Thursday, December 28, 2006

Programmers are Responsible Professionals

A key part of the Taylorist notion is that the people doing the work are not the people who can best figure out how best to do that work. In a factory this may be true for several reasons. Part of this is that many factory workers are not the most intelligent or creative people, in part this is because there is a tension between management and workers in that management makes more money when the workers make less.

Recent history increasingly shows us how untrue this is for software development. Increasingly bright and capable people are attracted to software development, attracted by both its glitz and by potentially large rewards. (Both of which tempted me away from electronic engineering.) Despite the downturn of the early 00's, there is still a great deal of talent and creativity in software development.

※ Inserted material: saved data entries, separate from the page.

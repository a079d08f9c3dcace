// SPDX-License-Identifier: Apache-2.0
// Copyright 2025 itsakeyfut
//
// Licensed under the Apache License, Version 2.0 (the "License");
// you may not use this file except in compliance with the License.
// You may obtain a copy of the License at
//
//     http://www.apache.org/licenses/LICENSE-2.0
//
// Unless required by applicable law or agreed to in writing, software
// distributed under the License is distributed on an "AS IS" BASIS,
// WITHOUT WARRANTIES OR CONDITIONS OF ANY KIND, either express or implied.
// See the License for the specific language governing permissions and
// limitations under the License.

//! Session resources and teardown
//!
//! Resources are acquired in a fixed order (display, audio, core) and
//! released in the reverse order (core, audio, display). Release happens
//! exactly once whichever way the session ends: explicitly when the
//! supervisor reaches `Exiting`, or from `Drop` if the loop unwinds early.
//!
//! A failed acquisition drops the [`SessionBuilder`], which releases
//! everything acquired so far, so the supervisor is never constructed.
//!
//! # Example
//!
//! ```no_run
//! # use vbrx::core::error::Result;
//! # use vbrx::supervisor::host::{AudioOutput, Display, EmulationCore};
//! # use vbrx::supervisor::session::SessionBuilder;
//! # fn open_display() -> Result<Box<dyn Display>> { unimplemented!() }
//! # fn open_audio() -> Result<Box<dyn AudioOutput>> { unimplemented!() }
//! # fn open_core() -> Result<Box<dyn EmulationCore>> { unimplemented!() }
//! # fn main() -> Result<()> {
//! let session = SessionBuilder::new()
//!     .display(open_display)?
//!     .audio(open_audio)?
//!     .core(open_core)?
//!     .build()?;
//! # Ok(())
//! # }
//! ```

use super::host::{AudioOutput, Display, EmulationCore, Subsystem};
use crate::core::error::{EmulatorError, Result};

/// Acquires session resources in order
#[derive(Default)]
pub struct SessionBuilder {
    display: Option<Box<dyn Display>>,
    audio: Option<Box<dyn AudioOutput>>,
    core: Option<Box<dyn EmulationCore>>,
}

impl SessionBuilder {
    /// Start with nothing acquired
    pub fn new() -> Self {
        Self::default()
    }

    /// Acquire the host display
    pub fn display<F>(mut self, open: F) -> Result<Self>
    where
        F: FnOnce() -> Result<Box<dyn Display>>,
    {
        let display = open()?;
        log::info!("Acquired {}", display.name());
        self.display = Some(display);
        Ok(self)
    }

    /// Acquire host audio (requires the display)
    pub fn audio<F>(mut self, open: F) -> Result<Self>
    where
        F: FnOnce() -> Result<Box<dyn AudioOutput>>,
    {
        if self.display.is_none() {
            return Err(EmulatorError::IncompleteSession("display"));
        }
        let audio = open()?;
        log::info!("Acquired {}", audio.name());
        self.audio = Some(audio);
        Ok(self)
    }

    /// Acquire and reset the emulation core (requires audio)
    pub fn core<F>(mut self, open: F) -> Result<Self>
    where
        F: FnOnce() -> Result<Box<dyn EmulationCore>>,
    {
        if self.audio.is_none() {
            return Err(EmulatorError::IncompleteSession("audio"));
        }
        let mut core = open()?;
        core.reset();
        log::info!("Acquired {} (reset)", core.name());
        self.core = Some(core);
        Ok(self)
    }

    /// Finish acquisition
    ///
    /// # Errors
    ///
    /// Returns `EmulatorError::IncompleteSession` if any resource is missing;
    /// whatever was acquired is released.
    pub fn build(mut self) -> Result<Session> {
        let display = self
            .display
            .take()
            .ok_or(EmulatorError::IncompleteSession("display"))?;
        let audio = match self.audio.take() {
            Some(audio) => audio,
            None => {
                self.display = Some(display);
                return Err(EmulatorError::IncompleteSession("audio"));
            }
        };
        let core = match self.core.take() {
            Some(core) => core,
            None => {
                self.display = Some(display);
                self.audio = Some(audio);
                return Err(EmulatorError::IncompleteSession("core"));
            }
        };

        Ok(Session {
            display,
            audio,
            core,
            released: false,
        })
    }
}

impl Drop for SessionBuilder {
    fn drop(&mut self) {
        // Reverse acquisition order
        let core = self.core.take().map(|c| c as Box<dyn Subsystem>);
        let audio = self.audio.take().map(|a| a as Box<dyn Subsystem>);
        let display = self.display.take().map(|d| d as Box<dyn Subsystem>);
        for mut subsystem in [core, audio, display].into_iter().flatten() {
            log::info!("Releasing {} (incomplete session)", subsystem.name());
            subsystem.shutdown();
        }
    }
}

/// Resources held for the lifetime of one emulation session
pub struct Session {
    display: Box<dyn Display>,
    audio: Box<dyn AudioOutput>,
    core: Box<dyn EmulationCore>,
    released: bool,
}

impl Session {
    /// Emulation core
    pub fn core(&self) -> &dyn EmulationCore {
        &*self.core
    }

    /// Emulation core (mutable)
    pub fn core_mut(&mut self) -> &mut dyn EmulationCore {
        &mut *self.core
    }

    /// Host display
    pub fn display_mut(&mut self) -> &mut dyn Display {
        &mut *self.display
    }

    /// Host audio
    pub fn audio_mut(&mut self) -> &mut dyn AudioOutput {
        &mut *self.audio
    }

    /// True once [`Session::release`] has run
    pub fn is_released(&self) -> bool {
        self.released
    }

    /// Release core, audio and display, in that order
    ///
    /// Subsequent calls do nothing.
    pub fn release(&mut self) {
        if self.released {
            return;
        }
        self.released = true;

        log::info!("Releasing {}", self.core.name());
        self.core.shutdown();
        log::info!("Releasing {}", self.audio.name());
        self.audio.shutdown();
        log::info!("Releasing {}", self.display.name());
        self.display.shutdown();
    }
}

impl Drop for Session {
    fn drop(&mut self) {
        self.release();
    }
}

(There may well be a generational effect here. Some anecdotal evidence makes me wonder if more brighter people have ventured into software engineering in the last fifteen years or so. If so this would be a reason for why there is such a cult of youth in the computer business, like most cults there needs to be a grain of truth in it.)

When you want to hire and retain good people, you have to recognize that they are competent professionals. As such they are the best people to decide how to conduct their technical work. The Taylorist notion of a separate planning department that decides how to do things only works if the planners understand how to do the job better than those doing it. If you have bright, motivated people doing the job then this does not hold.